#### [Try it]
The full listing below must be printed exactly, word for word.

#### [Available data]
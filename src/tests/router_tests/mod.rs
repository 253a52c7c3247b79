mod dashboard_tests;
mod data_tests;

#### [Your solution]
filename src/tests/router_tests/mod.rs
repository 253a52c7c3247b79
mod dashboard_tests;
mod data_tests;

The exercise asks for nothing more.